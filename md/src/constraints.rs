//! Iterative SHAKE/RATTLE solver for fixed-distance constraints.

use crate::error::{MdError, Result};
use crate::topology::Constraint;
use nalgebra::Vector3;

pub const DEFAULT_TOLERANCE: f64 = 1e-5;
pub const DEFAULT_MAX_ITERATIONS: usize = 500;

#[derive(Debug, Clone, Copy, PartialEq)]
pub struct ConstraintSolver {
    /// Relative distance tolerance |r − d|/d.
    pub tolerance: f64,
    pub max_iterations: usize,
}

impl Default for ConstraintSolver {
    fn default() -> Self {
        ConstraintSolver::new(DEFAULT_TOLERANCE, DEFAULT_MAX_ITERATIONS)
    }
}

impl ConstraintSolver {
    pub fn new(tolerance: f64, max_iterations: usize) -> Self {
        ConstraintSolver {
            tolerance,
            max_iterations,
        }
    }

    /// SHAKE: move `positions` until every constraint holds, correcting along
    /// the constraint vectors of `reference`.
    ///
    /// Returns the number of sweeps performed.
    pub fn apply_positions(
        &self,
        constraints: &[Constraint],
        inv_masses: &[f64],
        reference: &[Vector3<f64>],
        positions: &mut [Vector3<f64>],
    ) -> Result<usize> {
        if constraints.is_empty() {
            return Ok(0);
        }

        for iteration in 0..self.max_iterations {
            let violation = max_violation(constraints, positions);
            if !violation.is_finite() {
                return Err(MdError::NumericalInstability(
                    "constraint violation is not finite".to_string(),
                ));
            }
            if violation < self.tolerance {
                return Ok(iteration);
            }

            for c in constraints {
                let r = positions[c.i] - positions[c.j];
                let r_ref = reference[c.i] - reference[c.j];
                let diff = c.distance * c.distance - r.norm_squared();
                let denom = 2.0 * (inv_masses[c.i] + inv_masses[c.j]) * r.dot(&r_ref);
                if denom.abs() < f64::EPSILON {
                    return Err(MdError::NumericalInstability(format!(
                        "constraint {}-{} rotated perpendicular to its reference",
                        c.i, c.j
                    )));
                }
                let g = diff / denom;
                positions[c.i] += r_ref * (g * inv_masses[c.i]);
                positions[c.j] -= r_ref * (g * inv_masses[c.j]);
            }
        }

        let violation = max_violation(constraints, positions);
        if violation < self.tolerance {
            return Ok(self.max_iterations);
        }
        Err(MdError::ConstraintConvergence {
            iterations: self.max_iterations,
            max_violation: violation,
        })
    }

    /// RATTLE: remove the velocity components along each constraint.
    pub fn apply_velocities(
        &self,
        constraints: &[Constraint],
        inv_masses: &[f64],
        positions: &[Vector3<f64>],
        velocities: &mut [Vector3<f64>],
    ) -> Result<usize> {
        if constraints.is_empty() {
            return Ok(0);
        }

        let mut worst = f64::INFINITY;
        for iteration in 0..self.max_iterations {
            worst = 0.0;
            for c in constraints {
                let r = positions[c.i] - positions[c.j];
                let v = velocities[c.i] - velocities[c.j];
                let rv = r.dot(&v);
                worst = f64::max(worst, rv.abs() / (c.distance * c.distance));

                let k = rv / ((inv_masses[c.i] + inv_masses[c.j]) * r.norm_squared());
                velocities[c.i] -= r * (k * inv_masses[c.i]);
                velocities[c.j] += r * (k * inv_masses[c.j]);
            }
            if !worst.is_finite() {
                return Err(MdError::NumericalInstability(
                    "constrained velocity is not finite".to_string(),
                ));
            }
            if worst < self.tolerance {
                return Ok(iteration + 1);
            }
        }

        Err(MdError::ConstraintConvergence {
            iterations: self.max_iterations,
            max_violation: worst,
        })
    }
}

/// Largest relative deviation |r − d|/d over all constraints.
pub fn max_violation(constraints: &[Constraint], positions: &[Vector3<f64>]) -> f64 {
    constraints
        .iter()
        .map(|c| ((positions[c.i] - positions[c.j]).norm() - c.distance).abs() / c.distance)
        .fold(0.0, f64::max)
}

········

**To do**
All lines in the records above with "usize" need to be found and copied.

**Exercise output**
pub const DEFAULT_MAX_ITERATIONS: usize = 500;
    pub max_iterations: usize,
    pub fn new(tolerance: f64, max_iterations: usize) -> Self {
    ) -> Result<usize> {
    ) -> Result<usize> {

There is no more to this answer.